Stretta sul Green pass. Dosi minime per ottenerlo e zone gialle con la revisione dei parametri per l’assegnazione di regole, misure e divieti più stringenti in caso di rischio coronavirus. Questi i tre temi sul tavolo del governo, che saranno discussi a breve nel corso della cabina di regia dell’esecutivo. “Dopo le indicazioni del Cts la politica deciderà e credo che si andrà verso la concessione del Green pass solo dopo la doppia dose di vaccino”, aveva detto il ministro Costa ad Adnkronos.

“La revisione dei parametri che portano alle zone ‘a colori’, dando maggior peso ai ricoveri e meno ai contagi; l’estensione dell’uso del Green pass, non seguendo il tanto decantato modello francese, ma – precisa – come già viene usato in Italia, ampliando magari il suo uso agli eventi pubblici dove dobbiamo garantire la sicurezza delle persone; infine, il rilascio del Green pass dopo il richiamo e non più dopo 15 giorni dalla prima dose di vaccino”.

Green pass che dovrà andare di pari passo con l’aumento della campagna vaccinale. Argomento su cui è tornato Massimo Galli ospite di ‘Agorà estate’ su Rai Tre. “Finché il virus circola negli under 40 non ne usciamo. In quasi tutte le rianimazioni del Paese ci sono oggi pazienti under 40 ricoverati, questo perché su grandi numeri trovi persone con caratteristiche genetiche, fisiche e storia personale di altre malattie, che rischiano se contagiate di sviluppare una malattia grave”.

 

E ancora: “Da quando ci sono i vaccini le persone muoiono di meno, dobbiamo usarli senza se e senza ma. Purtroppo di immunità di gregge si riesce a parlare quando accertato che un certo numero di persone, una certa percentuale di un gruppo sociale, di una nazione, di una regione, è stato vaccinato o comunque ha sotto controllo la malattia, a quel punto la malattia non riesce più a circolare, non riesce più a colpire neanche gli altri”.

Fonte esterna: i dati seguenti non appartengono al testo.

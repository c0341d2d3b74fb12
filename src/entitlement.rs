//! Durable entitlement records: who is on which tier, and how payment-provider
//! state maps onto them.

use std::collections::HashMap;
use std::sync::Mutex;

use async_trait::async_trait;
use serde::{Deserialize, Serialize};

use crate::gate::QuotaError;
use crate::identity::PrincipalId;
use crate::policy::Tier;

/// Subscription lifecycle status as reported by the payment provider.
/// Stored verbatim; tier derivation only treats `Active`/`Trialing` as
/// entitled. Unknown provider strings deserialize to `Inactive`.
#[derive(Clone, Copy, Debug, Default, PartialEq, Eq)]
pub enum SubscriptionStatus {
    #[default]
    Inactive,
    Active,
    Trialing,
    PastDue,
    Canceled,
}

impl Serialize for SubscriptionStatus {
    fn serialize<S: serde::Serializer>(&self, serializer: S) -> Result<S::Ok, S::Error> {
        serializer.serialize_str(self.as_str())
    }
}

impl<'de> Deserialize<'de> for SubscriptionStatus {
    fn deserialize<D: serde::Deserializer<'de>>(deserializer: D) -> Result<Self, D::Error> {
        let raw = String::deserialize(deserializer)?;
        Ok(Self::parse(&raw))
    }
}

impl SubscriptionStatus {
    pub fn as_str(self) -> &'static str {
        match self {
            SubscriptionStatus::Inactive => "inactive",
            SubscriptionStatus::Active => "active",
            SubscriptionStatus::Trialing => "trialing",
            SubscriptionStatus::PastDue => "past_due",
            SubscriptionStatus::Canceled => "canceled",
        }
    }

    pub fn parse(raw: &str) -> Self {
        match raw.trim() {
            "active" => SubscriptionStatus::Active,
            "trialing" => SubscriptionStatus::Trialing,
            "past_due" => SubscriptionStatus::PastDue,
            "canceled" | "cancelled" => SubscriptionStatus::Canceled,
            _ => SubscriptionStatus::Inactive,
        }
    }

    pub fn is_entitled(self) -> bool {
        matches!(
            self,
            SubscriptionStatus::Active | SubscriptionStatus::Trialing
        )
    }
}

impl std::fmt::Display for SubscriptionStatus {
    fn fmt(&self, f: &mut std::fmt::Formatter<'_>) -> std::fmt::Result {
        f.write_str(self.as_str())
    }
}

/// One billable identity. Rows are created lazily on first sight and never
/// deleted; tier and status are mutated only by entitlement transitions.
#[derive(Clone, PartialEq, Eq, Serialize, Deserialize)]
pub struct Principal {
    pub principal_id: PrincipalId,
    pub tier: Tier,
    pub subscription_status: SubscriptionStatus,
    #[serde(default, skip_serializing_if = "Option::is_none")]
    pub payment_customer_ref: Option<String>,
    pub created_at_ms: u64,
}

impl Principal {
    pub fn new_free(principal_id: PrincipalId, created_at_ms: u64) -> Self {
        Self {
            principal_id,
            tier: Tier::Free,
            subscription_status: SubscriptionStatus::Inactive,
            payment_customer_ref: None,
            created_at_ms,
        }
    }
}

impl std::fmt::Debug for Principal {
    fn fmt(&self, f: &mut std::fmt::Formatter<'_>) -> std::fmt::Result {
        f.debug_struct("Principal")
            .field("principal_id", &self.principal_id)
            .field("tier", &self.tier)
            .field("subscription_status", &self.subscription_status)
            .field("payment_customer_ref", &"<redacted>")
            .field("created_at_ms", &self.created_at_ms)
            .finish()
    }
}

/// Outcome of an entitlement transition. `NoMatch` is a logged no-op, not an
/// error: replayed or out-of-order events for unknown customers are expected
/// under at-least-once webhook delivery.
#[derive(Clone, Copy, Debug, PartialEq, Eq, Serialize, Deserialize)]
#[serde(rename_all = "snake_case")]
pub enum Transition {
    Applied,
    NoMatch,
}

#[async_trait]
pub trait EntitlementStore: Send + Sync {
    /// Returns the existing record or inserts a default free row. Idempotent
    /// under concurrent calls for the same principal.
    async fn get_or_create(&self, principal: &PrincipalId) -> Result<Principal, QuotaError>;

    /// Applies an absolute tier/status write to the principal matched by
    /// `customer_ref`. Last-write-wins per field; applying the same
    /// transition twice yields the same end state.
    async fn apply_transition(
        &self,
        customer_ref: &str,
        tier: Tier,
        status: SubscriptionStatus,
    ) -> Result<Transition, QuotaError>;

    /// Associates a payment-provider customer record with a principal.
    /// Subsequent webhook events key off `customer_ref` because the provider
    /// only knows that side.
    async fn link_customer_ref(
        &self,
        principal: &PrincipalId,
        customer_ref: &str,
    ) -> Result<(), QuotaError>;
}

/// In-memory entitlement store for tests and single-process deployments.
#[derive(Debug, Default)]
pub struct MemoryEntitlements {
    principals: Mutex<HashMap<PrincipalId, Principal>>,
}

impl MemoryEntitlements {
    pub fn new() -> Self {
        Self::default()
    }
}

#[async_trait]
impl EntitlementStore for MemoryEntitlements {
    async fn get_or_create(&self, principal: &PrincipalId) -> Result<Principal, QuotaError> {
        let mut principals = self.principals.lock().unwrap_or_else(|e| e.into_inner());
        let record = principals
            .entry(principal.clone())
            .or_insert_with(|| Principal::new_free(principal.clone(), now_millis()));
        Ok(record.clone())
    }

    async fn apply_transition(
        &self,
        customer_ref: &str,
        tier: Tier,
        status: SubscriptionStatus,
    ) -> Result<Transition, QuotaError> {
        let mut principals = self.principals.lock().unwrap_or_else(|e| e.into_inner());
        let matched = principals
            .values_mut()
            .find(|p| p.payment_customer_ref.as_deref() == Some(customer_ref));
        match matched {
            Some(principal) => {
                principal.tier = tier;
                principal.subscription_status = status;
                Ok(Transition::Applied)
            }
            None => Ok(Transition::NoMatch),
        }
    }

    async fn link_customer_ref(
        &self,
        principal: &PrincipalId,
        customer_ref: &str,
    ) -> Result<(), QuotaError> {
        let mut principals = self.principals.lock().unwrap_or_else(|e| e.into_inner());
        principals
            .entry(principal.clone())
            .or_insert_with(|| Principal::new_free(principal.clone(), now_millis()))
            .payment_customer_ref = Some(customer_ref.to_string());
        Ok(())
    }
}

pub(crate) fn now_millis() -> u64 {
    std::time::SystemTime::now()
        .duration_since(std::time::UNIX_EPOCH)
        .map(|duration| duration.as_millis() as u64)
        .unwrap_or(0)
}

#[cfg(test)]
mod tests {
    use super::*;

    #[tokio::test]
    async fn get_or_create_defaults_to_free_inactive() {
        let store = MemoryEntitlements::new();
        let id = PrincipalId::from("user:1");

        let first = store.get_or_create(&id).await.unwrap();
        assert_eq!(first.tier, Tier::Free);
        assert_eq!(first.subscription_status, SubscriptionStatus::Inactive);
        assert!(first.payment_customer_ref.is_none());

        let second = store.get_or_create(&id).await.unwrap();
        assert_eq!(first, second);
    }

    #[tokio::test]
    async fn transition_requires_a_linked_customer_ref() {
        let store = MemoryEntitlements::new();
        let id = PrincipalId::from("user:1");
        store.get_or_create(&id).await.unwrap();

        let outcome = store
            .apply_transition("cus_1", Tier::Premium, SubscriptionStatus::Active)
            .await
            .unwrap();
        assert_eq!(outcome, Transition::NoMatch);

        store.link_customer_ref(&id, "cus_1").await.unwrap();
        let outcome = store
            .apply_transition("cus_1", Tier::Premium, SubscriptionStatus::Active)
            .await
            .unwrap();
        assert_eq!(outcome, Transition::Applied);

        let principal = store.get_or_create(&id).await.unwrap();
        assert_eq!(principal.tier, Tier::Premium);
        assert_eq!(principal.subscription_status, SubscriptionStatus::Active);
    }

    #[tokio::test]
    async fn transitions_are_idempotent() {
        let store = MemoryEntitlements::new();
        let id = PrincipalId::from("user:1");
        store.link_customer_ref(&id, "cus_1").await.unwrap();

        for _ in 0..2 {
            let outcome = store
                .apply_transition("cus_1", Tier::Free, SubscriptionStatus::Canceled)
                .await
                .unwrap();
            assert_eq!(outcome, Transition::Applied);
        }

        let principal = store.get_or_create(&id).await.unwrap();
        assert_eq!(principal.tier, Tier::Free);
        assert_eq!(principal.subscription_status, SubscriptionStatus::Canceled);
    }

    #[test]
    fn unknown_status_strings_parse_conservatively() {
        assert_eq!(
            SubscriptionStatus::parse("paused?!"),
            SubscriptionStatus::Inactive
        );
        assert!(!SubscriptionStatus::parse("paused?!").is_entitled());
        assert!(SubscriptionStatus::parse("trialing").is_entitled());
    }
}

Secondo il Corriere della Sera, che lancia la notizia in esclusiva, il Green pass sarà differente a seconda dei luoghi. “In questa prima fase di applicazione del decreto potrebbe essere sufficiente una sola dose di vaccino (ma anche un tampone negativo, oppure il certificato di guarigione nei sei mesi precedenti) per andare nei ristoranti al chiuso e in tutti gli altri luoghi dove i protocolli già prevedono regole di distanziamento – si legge -. Una doppia dose sarebbe invece obbligatoria per i luoghi affollati, dove alto è il rischio di assembramento anche agli ingressi e all’uscita. L’elenco dovrebbe prevedere stadi, concerti, convegni, eventi, luoghi dello spettacolo, palestre. E consentire — sempre con la doppia dose di vaccino — di poter ballare nelle discoteche all’aperto. Per i ristoranti all’aperto non sarebbe invece prevista alcuna limitazione”.